We expected the Prespa shore to be as commercialised as Ohrid's. But there was nothing. Little settlements ran into each other and provided generous work for the makers of place names, the houses set to one side of the road as though they were shy of the lake. The land flat and windy, the fields full of trees of apples and plums. Nobody was about.
We rode past churches with dumpy tiered towers that stood next to smaller mosques with elegant silk-string spires. We passed the sort of building that shouted it belonged to a communist past, square and functional, seemingly neither used or unused, all explanation of its purpose removed. We passed a campground that had lost heart and turned to weeds.
And eventually we turned on to the busier road that the Germans had described, the route from Ohrid. It dragged upwards heartbreakingly, then gave up and sent us whooshing down to Bitola, birthplace of Alexander the Great.
Our notes said this was a busy commercial centre, important enough to have the consulates of a dozen nations. But we saw nothing of factories. We arrived instead in a Macedonia seemingly far from depressed, a town of boulevardiers strolling in their best outfits and packing the cafés and bars and their outside seats.
Signs point, usually outside bars because they're good for trade, to links between Macedonia, and Bitola in particular, and Australia. Many must have emigrated there. Now their offspring are coming back, not to live but for family reunions. We met several of them, including a couple from Sydney, she of Macedonian descent and speaking the language, he pure Oz but already in love with his wife's background.
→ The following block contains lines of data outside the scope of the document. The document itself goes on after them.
#[cfg(test)]
mod tests {
    use super::*;
    use crate::layout::geometry::pt_eq;
    use crate::layout::menu::tests::make_menu;
    use crate::layout::menu::{Currency, MenuMetadata, MenuSection};
    use crate::layout::options::ImageMode;
    use crate::layout::template::tests::{reference_definition, reference_template};
    use serde_json::json;

    fn options(fillers: bool) -> LayoutOptions {
        LayoutOptions {
            fillers_enabled: Some(fillers),
            show_menu_title: false,
            image_mode: ImageMode::Stretch,
            ..LayoutOptions::default()
        }
    }

    fn run(menu: &LayoutMenu, template: &Template, options: &LayoutOptions) -> LayoutDocument {
        let regions = template.regions().unwrap();
        let doc = place(menu, template, &regions, options).unwrap();
        let violations = doc.grid_violations(template.grid.cols, template.rows_per_page);
        assert!(violations.is_empty(), "grid violations: {violations:?}");
        doc
    }

    fn template_with(edit: impl FnOnce(&mut serde_json::Value)) -> Template {
        let mut def = reference_definition();
        edit(&mut def);
        Template::from_value(&def).unwrap()
    }

    fn tile<'d>(doc: &'d LayoutDocument, id: &str) -> (&'d Page, &'d Tile) {
        doc.tiles()
            .find(|(_, t)| t.id == id)
            .unwrap_or_else(|| panic!("tile {id} not found"))
    }

    #[test]
    fn test_two_sections_ten_items_paginate_onto_second_page() {
        let template = reference_template();
        let menu = make_menu(&[6, 4], true);
        let doc = run(&menu, &template, &options(false));

        assert_eq!(doc.total_pages(), 2);
        let first = &doc.pages()[0];
        let second = &doc.pages()[1];

        // Section 1 header owns row 0.
        let (page, header) = tile(&doc, "section-0");
        assert_eq!(page.page_index, 0);
        assert_eq!(header.grid, GridPlacement { row: 0, col: 0, row_span: 1, col_span: 4 });

        // Cards tile four per row, wrapping.
        for i in 0..4u16 {
            let (_, card) = tile(&doc, &format!("item-0-{i}"));
            assert_eq!(card.tile_type(), TileType::ItemCard);
            assert_eq!((card.grid.row, card.grid.col), (1, i));
        }
        let (_, wrapped) = tile(&doc, "item-0-4");
        assert_eq!((wrapped.grid.row, wrapped.grid.col), (3, 0));

        // Section 2 header starts a fresh row; its first card no longer fits.
        let (page, header) = tile(&doc, "section-1");
        assert_eq!(page.page_index, 0);
        assert_eq!((header.grid.row, header.grid.col), (5, 0));

        let items_on_first = first
            .tiles
            .iter()
            .filter(|t| matches!(t.body, TileBody::ItemCard(_)))
            .count();
        assert_eq!(items_on_first, 6);
        assert_eq!(second.tiles.len(), 10 - items_on_first);
        assert!(second.tiles.iter().all(|t| t.grid.row < 2));
    }

    #[test]
    fn test_item_without_image_is_text_row_regardless_of_description() {
        let template = reference_template();
        let mut menu = make_menu(&[2], true);
        menu.sections[0].items[1].image_ref = None;
        menu.sections[0].items[1].description = Some("x".repeat(600));

        let doc = run(&menu, &template, &options(false));
        assert_eq!(tile(&doc, "item-0-0").1.tile_type(), TileType::ItemCard);
        let (_, text) = tile(&doc, "item-0-1");
        assert_eq!(text.tile_type(), TileType::ItemTextRow);
        match &text.body {
            TileBody::ItemTextRow(content) => assert!(content.image_ref.is_none()),
            other => panic!("unexpected body {other:?}"),
        }
    }

    #[test]
    fn test_image_mode_none_and_text_only_force_text_rows() {
        let template = reference_template();
        let menu = make_menu(&[3], true);

        let none = LayoutOptions {
            image_mode: ImageMode::None,
            ..options(false)
        };
        let text_only = LayoutOptions {
            text_only: true,
            ..options(false)
        };
        for opts in [none, text_only] {
            let doc = run(&menu, &template, &opts);
            assert_eq!(doc.count_of(TileType::ItemCard), 0);
            assert_eq!(doc.count_of(TileType::ItemTextRow), 3);
        }
    }

    #[test]
    fn test_placement_is_deterministic() {
        let template = reference_template();
        let menu = make_menu(&[5, 9, 3], true);
        let opts = options(true);
        let a = serde_json::to_vec(&run(&menu, &template, &opts)).unwrap();
        let b = serde_json::to_vec(&run(&menu, &template, &opts)).unwrap();
        assert_eq!(a, b);
    }

    #[test]
    fn test_fillers_complete_partial_rows_only_when_enabled() {
        let template = reference_template();
        let menu = make_menu(&[6], true);

        let without = run(&menu, &template, &options(false));
        assert_eq!(without.count_of(TileType::Filler), 0);

        let with = run(&menu, &template, &options(true));
        // Cards 5 and 6 sit in rows 3-4, cols 0-1; four cells remain.
        assert_eq!(with.count_of(TileType::Filler), 4);
        for row in 3..5u16 {
            let used: u16 = with.pages()[0]
                .tiles
                .iter()
                .filter(|t| t.grid.row <= row && row < t.grid.end_row())
                .map(|t| t.grid.col_span)
                .sum();
            assert_eq!(used, 4, "row {row} not filled to capacity");
        }
        // A full row with fillers active needs no balancing offsets.
        assert!(with.tiles().all(|(_, t)| t.adjust.is_none()));
    }

    #[test]
    fn test_template_filler_policy_applies_when_option_absent() {
        let template = template_with(|def| def["policies"]["fillerEnabled"] = json!(true));
        let menu = make_menu(&[1], true);
        let opts = LayoutOptions {
            fillers_enabled: None,
            ..options(false)
        };
        let doc = run(&menu, &template, &opts);
        assert_eq!(doc.count_of(TileType::Filler), 6);
    }

    #[test]
    fn test_center_balancing_offsets_partial_row() {
        let template = reference_template();
        let menu = make_menu(&[2], true);
        let doc = run(&menu, &template, &options(false));

        // cell width 121.56, pitch 129.56, two free columns → offset 129.56
        for id in ["item-0-0", "item-0-1"] {
            let adjust = tile(&doc, id).1.adjust.expect("center adjust");
            assert!(pt_eq(adjust.offset_x, 129.56), "offset {}", adjust.offset_x);
            assert!(pt_eq(adjust.width, 121.56));
        }
        assert_eq!(tile(&doc, "item-0-1").1.grid.col, 1, "grid coordinates unchanged");
    }

    #[test]
    fn test_stretch_balancing_spreads_row_width() {
        let template = template_with(|def| def["policies"]["lastRowBalancing"] = json!("STRETCH"));
        let menu = make_menu(&[2], true);
        let doc = run(&menu, &template, &options(false));

        let first = tile(&doc, "item-0-0").1.adjust.unwrap();
        let second = tile(&doc, "item-0-1").1.adjust.unwrap();
        // (510.24 - 8) / 2
        assert!(pt_eq(first.width, 251.12));
        assert!(pt_eq(first.offset_x, 0.0));
        // target 259.12 - base 129.56
        assert!(pt_eq(second.offset_x, 129.56));
        assert!(pt_eq(second.width, 251.12));
    }

    #[test]
    fn test_left_balancing_is_a_no_op() {
        let template = template_with(|def| def["policies"]["lastRowBalancing"] = json!("LEFT"));
        let doc = run(&make_menu(&[3], true), &template, &options(false));
        assert!(doc.tiles().all(|(_, t)| t.adjust.is_none()));
    }

    #[test]
    fn test_full_rows_are_not_balanced() {
        let template = reference_template();
        let doc = run(&make_menu(&[4], true), &template, &options(false));
        assert!(doc.tiles().all(|(_, t)| t.adjust.is_none()));
    }

    #[test]
    fn test_page_break_balances_the_row_it_leaves_behind() {
        // rowHeight 190 → 3 rows per page
        let template = template_with(|def| def["body"]["container"]["rowHeight"] = json!(190));
        assert_eq!(template.rows_per_page, 3);

        let mut menu = make_menu(&[4], false);
        menu.sections[0].items[3].image_ref = Some("card.jpg".to_string());
        let doc = run(&menu, &template, &options(false));

        // Header row 0, text rows (1x2): row 1 full, row 2 half; the card needs
        // rows 2-3 and moves to page 2.
        assert_eq!(doc.total_pages(), 2);
        let (page, stranded) = tile(&doc, "item-0-2");
        assert_eq!(page.page_index, 0);
        assert_eq!(stranded.grid.row, 2);
        assert!(stranded.adjust.is_some(), "row left behind by the break is centered");

        let (page, card) = tile(&doc, "item-0-3");
        assert_eq!(page.page_index, 1);
        assert_eq!((card.grid.row, card.grid.col), (0, 0));
    }

    #[test]
    fn test_text_rows_pair_up_with_col_span_two() {
        let template = reference_template();
        let doc = run(&make_menu(&[3], false), &template, &options(false));
        let positions: Vec<(u16, u16)> = (0..3)
            .map(|i| {
                let grid = tile(&doc, &format!("item-0-{i}")).1.grid;
                (grid.row, grid.col)
            })
            .collect();
        assert_eq!(positions, vec![(1, 0), (1, 2), (2, 0)]);
    }

    #[test]
    fn test_title_goes_to_title_region_when_it_has_height() {
        let template = reference_template();
        let opts = LayoutOptions {
            show_menu_title: true,
            ..options(false)
        };
        let doc = run(&make_menu(&[1], true), &template, &opts);
        let (page, title) = tile(&doc, "title");
        assert_eq!(page.page_index, 0);
        assert_eq!(title.region, RegionId::Title);
        assert_eq!(tile(&doc, "section-0").1.grid.row, 0);
    }

    #[test]
    fn test_title_takes_first_body_row_without_title_region() {
        let template = template_with(|def| {
            def["regions"]["title"]["height"] = json!(0);
            def["tiles"]["TITLE"] = json!({ "rowSpan": 1, "colSpan": 4 });
        });
        let opts = LayoutOptions {
            show_menu_title: true,
            ..options(false)
        };
        let doc = run(&make_menu(&[1], true), &template, &opts);
        let (_, title) = tile(&doc, "title");
        assert_eq!(title.region, RegionId::Body);
        assert_eq!(title.grid, GridPlacement { row: 0, col: 0, row_span: 1, col_span: 4 });
        assert_eq!(tile(&doc, "section-0").1.grid.row, 1);
    }

    #[test]
    fn test_overflow_is_fatal_and_reports_required_pages() {
        let template = reference_template();
        let menu = make_menu(&[6, 4], true);
        let regions = template.regions().unwrap();
        let opts = LayoutOptions {
            max_pages: Some(1),
            ..options(false)
        };
        let err = place(&menu, &template, &regions, &opts).unwrap_err();
        assert_eq!(
            err,
            LayoutError::LayoutOverflow {
                required_pages: 2,
                max_pages: 1
            }
        );
    }

    #[test]
    fn test_empty_menu_yields_single_page() {
        let template = reference_template();
        let menu = LayoutMenu {
            metadata: MenuMetadata {
                title: "Closed".to_string(),
                currency: Currency::Eur,
            },
            sections: Vec::new(),
        };
        let doc = run(&menu, &template, &options(true));
        assert_eq!(doc.total_pages(), 1);
        assert!(doc.pages()[0].tiles.is_empty());
    }

    #[test]
    fn test_empty_section_still_gets_header() {
        let template = reference_template();
        let mut menu = make_menu(&[1], true);
        menu.sections.push(MenuSection {
            name: "Coming soon".to_string(),
            items: Vec::new(),
        });
        let doc = run(&menu, &template, &options(false));
        assert_eq!(doc.count_of(TileType::SectionHeader), 2);
    }

    #[test]
    fn test_full_width_sizing_stacks_items() {
        let template = reference_template();
        let regions = template.regions().unwrap();
        let doc = place_with(
            &make_menu(&[3], true),
            &template,
            &regions,
            &options(true),
            ItemSizing::FullWidthRows,
        )
        .unwrap();
        for i in 0..3u16 {
            let grid = tile(&doc, &format!("item-0-{i}")).1.grid;
            assert_eq!(grid, GridPlacement { row: 1 + i, col: 0, row_span: 1, col_span: 4 });
        }
        assert_eq!(doc.count_of(TileType::Filler), 0);
    }

    #[test]
    fn test_invariants_hold_across_many_shapes() {
        let templates = [
            reference_template(),
            template_with(|def| def["body"]["container"]["rowHeight"] = json!(190)),
            template_with(|def| {
                def["body"]["container"]["cols"] = json!(3);
                def["tiles"]["SECTION_HEADER"]["colSpan"] = json!(3);
                def["tiles"]["ITEM_TEXT_ROW"] = json!({ "rowSpan": 1, "colSpan": 1 });
                def["policies"]["lastRowBalancing"] = json!("STRETCH");
            }),
        ];
        let shapes: [&[usize]; 5] = [&[1], &[7, 0, 3], &[13, 2], &[4, 4, 4, 4], &[25]];

        for template in &templates {
            for shape in shapes {
                for (images, fillers) in [(true, false), (false, true), (true, true)] {
                    let mut menu = make_menu(shape, images);
                    // Mix cards and text rows.
                    for section in &mut menu.sections {
                        for (i, item) in section.items.iter_mut().enumerate() {
                            if i % 3 == 2 {
                                item.image_ref = None;
                            }
                        }
                    }
                    let opts = LayoutOptions {
                        max_pages: Some(50),
                        ..options(fillers)
                    };
                    let doc = run(&menu, template, &opts);

                    // Every item exactly once, in input order.
                    let placed: Vec<&str> = doc
                        .tiles()
                        .filter(|(_, t)| {
                            matches!(t.body, TileBody::ItemCard(_) | TileBody::ItemTextRow(_))
                        })
                        .map(|(_, t)| t.id.as_str())
                        .collect();
                    let expected: Vec<String> = menu
                        .sections
                        .iter()
                        .enumerate()
                        .flat_map(|(s, section)| {
                            (0..section.items.len()).map(move |i| format!("item-{s}-{i}"))
                        })
                        .collect();
                    assert_eq!(placed, expected);

                    if !fillers {
                        assert_eq!(doc.count_of(TileType::Filler), 0);
                    }
                    for (_, t) in doc.tiles() {
                        if let Some(adjust) = t.adjust {
                            let regions = template.regions().unwrap();
                            let body = find_region(&regions, RegionId::Body).unwrap();
                            let pitch = template.grid.cell_width(body.width) + template.grid.gap_x;
                            let x = f64::from(t.grid.col) * pitch + adjust.offset_x;
                            assert!(x >= -0.01 && x + adjust.width <= body.width + 0.01);
                        }
                    }
                }
            }
        }
    }
}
"We've come for a family wedding," the woman explained. She was 30 with dark eyes and milky white teeth and dressed in black shirt and blue jeans. "I came here when I was young but that was the only time, so really this is the first visit.
"We were helping with the preparations for the wedding all yesterday, decorating the cars and the houses. It's been lovely, although it's easier for me than for Richard because I understand the language. But Richard keeps saying we ought to come back and start a bed-and-breakfast here."
"You'd like that?" I asked him.
"Betcha," he said.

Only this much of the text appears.